We feel very great pride in the fact that the Communist International has succeeded, for the first time in the history of mankind, in bringing together today under one roof representatives of more than one-fifth of the peoples of the East, some of whom have hitherto lived in mutual enmity, and some of whom knew little about each other and, in any case, never had the chance to sit down together to discuss all those burning questions which confront us.

We regard this congress as a major historical event because it shows that now it is not only the advanced workers and working peasants of Europe and America who are awakening, but, at last, we have all lived to see the day of the awakening not just of individuals but of tens and hundreds of thousands, millions of the working elements of the peoples of the East — the peoples who make up the majority of the population of the entire globe and who therefore are alone in a position finally to settle the dispute between labour and capital.
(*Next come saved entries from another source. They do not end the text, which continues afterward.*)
use std::collections::{HashMap, HashSet};
use std::fmt;

use serde::{Deserialize, Serialize};

use crate::api::types::BodyId;

/// Static catalog of every body in the scene plus the background panorama.
/// Loaded from JSON or built in Rust by the hosting scene.
#[derive(Debug, Clone, PartialEq, Serialize, Deserialize)]
pub struct Catalog {
    /// Bodies in declaration order. A body's index is its [`BodyId`].
    pub bodies: Vec<BodyDescriptor>,
    /// Texture URL of the background panorama.
    pub background: String,
}

/// Describes a single body.
#[derive(Debug, Clone, PartialEq, Serialize, Deserialize)]
pub struct BodyDescriptor {
    /// Display name (e.g., "Earth"). Unique within the catalog.
    pub name: String,
    /// Texture URL (e.g., "/textures/8k_earth_daymap.jpg").
    pub texture: String,
    /// Sphere radius in world units.
    pub radius: f32,
    /// Radius of the circular orbit in world units. Zero for the central body.
    #[serde(default, alias = "distance")]
    pub orbit_radius: f32,
    /// Angular speed in radians per second. Zero for the central body.
    #[serde(default)]
    pub speed: f32,
    /// What the orbit is centered on.
    #[serde(default)]
    pub center: OrbitCenter,
    #[serde(default)]
    pub facts: Option<BodyFacts>,
    /// External reference link.
    #[serde(default)]
    pub wiki: Option<String>,
}

/// Orbit center of a body.
#[derive(Debug, Clone, PartialEq, Eq, Default, Serialize, Deserialize)]
#[serde(rename_all = "snake_case")]
pub enum OrbitCenter {
    /// Orbit the world origin.
    #[default]
    Origin,
    /// Orbit the live position of the named body.
    Parent(String),
}

/// Optional factual metadata for the selection panel.
#[derive(Debug, Clone, PartialEq, Serialize, Deserialize)]
pub struct BodyFacts {
    pub mass: String,
    pub orbit_period: String,
}

/// A texture the scene needs before it can mount.
#[derive(Debug, Clone, PartialEq, Eq, Serialize)]
pub struct AssetRequest {
    pub url: String,
    /// Short tag derived from the file name, used in status messages.
    pub kind: String,
}

impl AssetRequest {
    pub fn new(url: impl Into<String>) -> Self {
        let url = url.into();
        let kind = texture_kind(&url);
        Self { url, kind }
    }
}

/// File stem of a URL: "/textures/8k_sun.jpg" → "8k_sun".
fn texture_kind(url: &str) -> String {
    let file = url.rsplit('/').next().unwrap_or(url);
    let stem = match file.rfind('.') {
        Some(dot) if dot > 0 => &file[..dot],
        _ => file,
    };
    stem.to_string()
}

impl BodyDescriptor {
    pub fn new(name: impl Into<String>, texture: impl Into<String>, radius: f32) -> Self {
        Self {
            name: name.into(),
            texture: texture.into(),
            radius,
            orbit_radius: 0.0,
            speed: 0.0,
            center: OrbitCenter::Origin,
            facts: None,
            wiki: None,
        }
    }

    // -- Builder methods --

    pub fn with_orbit(mut self, orbit_radius: f32, speed: f32) -> Self {
        self.orbit_radius = orbit_radius;
        self.speed = speed;
        self
    }

    pub fn around(mut self, parent: impl Into<String>) -> Self {
        self.center = OrbitCenter::Parent(parent.into());
        self
    }

    pub fn with_facts(mut self, mass: impl Into<String>, orbit_period: impl Into<String>) -> Self {
        self.facts = Some(BodyFacts {
            mass: mass.into(),
            orbit_period: orbit_period.into(),
        });
        self
    }

    pub fn with_wiki(mut self, url: impl Into<String>) -> Self {
        self.wiki = Some(url.into());
        self
    }
}

impl Catalog {
    /// Parse and validate a catalog from a JSON string.
    pub fn from_json(json: &str) -> Result<Self, CatalogError> {
        let catalog: Self = serde_json::from_str(json).map_err(CatalogError::Parse)?;
        catalog.validate()?;
        Ok(catalog)
    }

    /// Check names, numbers, and orbit parents.
    pub fn validate(&self) -> Result<(), CatalogError> {
        let mut names = HashSet::with_capacity(self.bodies.len());
        for body in &self.bodies {
            if !names.insert(body.name.as_str()) {
                return Err(CatalogError::DuplicateName(body.name.clone()));
            }
            let finite = body.radius.is_finite() && body.orbit_radius.is_finite() && body.speed.is_finite();
            if !finite {
                return Err(CatalogError::NonFinite(body.name.clone()));
            }
            if body.orbit_radius < 0.0 {
                return Err(CatalogError::NegativeOrbitRadius(body.name.clone()));
            }
        }
        let parents = self.parent_indices()?;
        for start in 0..parents.len() {
            let mut cursor = parents[start];
            let mut hops = 0;
            while let Some(p) = cursor {
                hops += 1;
                if p == start || hops > parents.len() {
                    return Err(CatalogError::ParentCycle(self.bodies[start].name.clone()));
                }
                cursor = parents[p];
            }
        }
        Ok(())
    }

    /// Orbit-center parent index for each body (`None` = origin).
    pub fn parent_indices(&self) -> Result<Vec<Option<usize>>, CatalogError> {
        let by_name: HashMap<&str, usize> = self
            .bodies
            .iter()
            .enumerate()
            .map(|(i, b)| (b.name.as_str(), i))
            .collect();
        self.bodies
            .iter()
            .map(|body| match &body.center {
                OrbitCenter::Origin => Ok(None),
                OrbitCenter::Parent(parent) => by_name
                    .get(parent.as_str())
                    .copied()
                    .map(Some)
                    .ok_or_else(|| CatalogError::UnknownParent {
                        body: body.name.clone(),
                        parent: parent.clone(),
                    }),
            })
            .collect()
    }

    /// Find a body by display name.
    pub fn find(&self, name: &str) -> Option<BodyId> {
        self.bodies
            .iter()
            .position(|b| b.name == name)
            .map(|i| BodyId(i as u32))
    }

    pub fn get(&self, id: BodyId) -> Option<&BodyDescriptor> {
        self.bodies.get(id.index())
    }

    /// Deduplicated texture requests: body textures in catalog order, then the background.
    /// The first occurrence of each URL decides its position.
    pub fn asset_requests(&self) -> Vec<AssetRequest> {
        let mut seen = HashSet::new();
        self.bodies
            .iter()
            .map(|b| b.texture.as_str())
            .chain(std::iter::once(self.background.as_str()))
            .filter(|url| seen.insert(*url))
            .map(AssetRequest::new)
            .collect()
    }
}

/// Errors produced while loading or validating a [`Catalog`].
#[derive(Debug)]
pub enum CatalogError {
    Parse(serde_json::Error),
    DuplicateName(String),
    NonFinite(String),
    NegativeOrbitRadius(String),
    UnknownParent { body: String, parent: String },
    ParentCycle(String),
}

impl fmt::Display for CatalogError {
    fn fmt(&self, f: &mut fmt::Formatter<'_>) -> fmt::Result {
        match self {
            Self::Parse(e) => write!(f, "invalid catalog: {e}"),
            Self::DuplicateName(name) => write!(f, "body name {name:?} appears more than once"),
            Self::NonFinite(name) => write!(f, "body {name:?} has a non-finite size or speed"),
            Self::NegativeOrbitRadius(name) => write!(f, "body {name:?} has a negative orbit radius"),
            Self::UnknownParent { body, parent } => {
                write!(f, "body {body:?} orbits unknown body {parent:?}")
            }
            Self::ParentCycle(name) => write!(f, "orbit parents of {name:?} form a cycle"),
        }
    }
}

impl std::error::Error for CatalogError {
    fn source(&self) -> Option<&(dyn std::error::Error + 'static)> {
        match self {
            Self::Parse(e) => Some(e),
            _ => None,
        }
    }
}

#[cfg(test)]
mod tests {
    use super::*;

    fn ten_bodies_one_shared_texture() -> Catalog {
        let mut bodies: Vec<BodyDescriptor> = (0..9)
            .map(|i| {
                BodyDescriptor::new(format!("B{i}"), format!("/t/body_{i}.jpg"), 1.0)
                    .with_orbit(10.0 + i as f32, 0.1)
            })
            .collect();
        bodies.push(BodyDescriptor::new("Twin", "/t/body_3.jpg", 1.0).with_orbit(30.0, 0.2));
        Catalog { bodies, background: "/t/stars.jpg".into() }
    }

    #[test]
    fn requests_are_deduplicated_in_first_seen_order() {
        let catalog = ten_bodies_one_shared_texture();
        let requests = catalog.asset_requests();
        assert_eq!(requests.len(), 9 + 1);
        assert_eq!(requests[0].url, "/t/body_0.jpg");
        assert_eq!(requests[9].url, "/t/stars.jpg");
        assert_eq!(requests.iter().filter(|r| r.url == "/t/body_3.jpg").count(), 1);
    }

    #[test]
    fn background_shared_with_body_is_requested_once() {
        let catalog = Catalog {
            bodies: vec![BodyDescriptor::new("Sun", "/t/stars.jpg", 3.0)],
            background: "/t/stars.jpg".into(),
        };
        assert_eq!(catalog.asset_requests().len(), 1);
    }

    #[test]
    fn kind_is_file_stem() {
        assert_eq!(AssetRequest::new("/textures/8k_sun.jpg").kind, "8k_sun");
        assert_eq!(AssetRequest::new("moon").kind, "moon");
    }

    #[test]
    fn parses_json_with_distance_alias() {
        let json = r#"{
            "background": "/textures/8k_stars_milky_way.jpg",
            "bodies": [
                { "name": "Sun", "texture": "/textures/8k_sun.jpg", "radius": 3 },
                { "name": "Earth", "texture": "/textures/8k_earth_daymap.jpg", "radius": 1,
                  "distance": 12, "speed": 0.45,
                  "facts": { "mass": "5.97 × 10²⁴ kg", "orbit_period": "365.25 days" } },
                { "name": "Moon", "texture": "/textures/8k_moon.jpg", "radius": 0.27,
                  "distance": 2, "speed": 0.6, "center": { "parent": "Earth" } }
            ]
        }"#;
        let catalog = Catalog::from_json(json).unwrap();
        assert_eq!(catalog.bodies[1].orbit_radius, 12.0);
        assert_eq!(catalog.bodies[0].center, OrbitCenter::Origin);
        assert_eq!(catalog.bodies[2].center, OrbitCenter::Parent("Earth".into()));
        assert_eq!(catalog.parent_indices().unwrap(), vec![None, None, Some(1)]);
        assert_eq!(catalog.find("Moon"), Some(BodyId(2)));
    }

    #[test]
    fn rejects_duplicate_names() {
        let catalog = Catalog {
            bodies: vec![
                BodyDescriptor::new("Mars", "/a.jpg", 1.0),
                BodyDescriptor::new("Mars", "/b.jpg", 1.0),
            ],
            background: "/bg.jpg".into(),
        };
        assert!(matches!(catalog.validate(), Err(CatalogError::DuplicateName(_))));
    }

    #[test]
    fn rejects_unknown_parent_and_cycles() {
        let unknown = Catalog {
            bodies: vec![BodyDescriptor::new("Moon", "/m.jpg", 0.3).around("Earth")],
            background: "/bg.jpg".into(),
        };
        assert!(matches!(unknown.validate(), Err(CatalogError::UnknownParent { .. })));

        let cycle = Catalog {
            bodies: vec![
                BodyDescriptor::new("A", "/a.jpg", 1.0).around("B"),
                BodyDescriptor::new("B", "/b.jpg", 1.0).around("A"),
            ],
            background: "/bg.jpg".into(),
        };
        assert!(matches!(cycle.validate(), Err(CatalogError::ParentCycle(_))));
    }

    #[test]
    fn rejects_negative_orbit_radius() {
        let catalog = Catalog {
            bodies: vec![BodyDescriptor::new("X", "/x.jpg", 1.0).with_orbit(-1.0, 0.1)],
            background: "/bg.jpg".into(),
        };
        assert!(matches!(catalog.validate(), Err(CatalogError::NegativeOrbitRadius(_))));
    }
}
Comrades, today’s congress was convened , as you know, by the Communist International, by the Party organisation. We have here with us today, however, not only Communists but also hundreds of delegates who do not yet belong to the Communist Party, who regard themselves as non-Party people, and also groups which belong, it may be, to other parties.

At first sight this may seem contradictory. How, indeed, can the Party organisation have convened a congress made up not strictly and solely of Party members but containing, perhaps, a majority of non-Party people?

But this contradiction is only of a formal character. Actually, it is in complete conformity with the policy, aspirations, ideals and strivings of the Communist International. The latter has convened the peoples of the East without asking each of the representatives: ‘Do you, at this moment, belong to the Communist International, to a Communist Party, or do you not?’ We did not ask you: ‘What party do you belong to?’ We asked each one: ‘Are you a man who lives by his labour? Do you belong to the working masses? Do you want to put a stop to the strife between the peoples? Do you want to organise a struggle against the oppressors? That is enough. Nothing more is required, you will not be asked for any Party card. Let us gather together in order to discuss the questions that today confront the whole world.'

Comrades, the dispute between the Second International, which has died, and the Third International, which is now growing stronger with each day, is not a narrow inter-party dispute, not a question of interest only to those who already belong to a particular party. No, it is a dispute between labour and capital, a dispute which concerns everyone who lives by his labour. In Russia, where there are also very many illiterate, ignorant, half-crushed peasants who are only now awakening to political life — in Russia today there is already not a single village, certainly not a single rural district, where the peasants have not heard that the Third International exists and that it is working to free the working people from the yoke of the rich. And we are sure that, in the East, too, the time will soon come when it will be impossible to find a single county, or a single large capital city [sic], or a single large settlement, where the best and most conscious peasants do not know that the Third International exists and that it is working to free the peoples of the East. For, comrades, life has now raised sharply the question of the emancipation of labour, and life is compelling every peasant to take stock of this question.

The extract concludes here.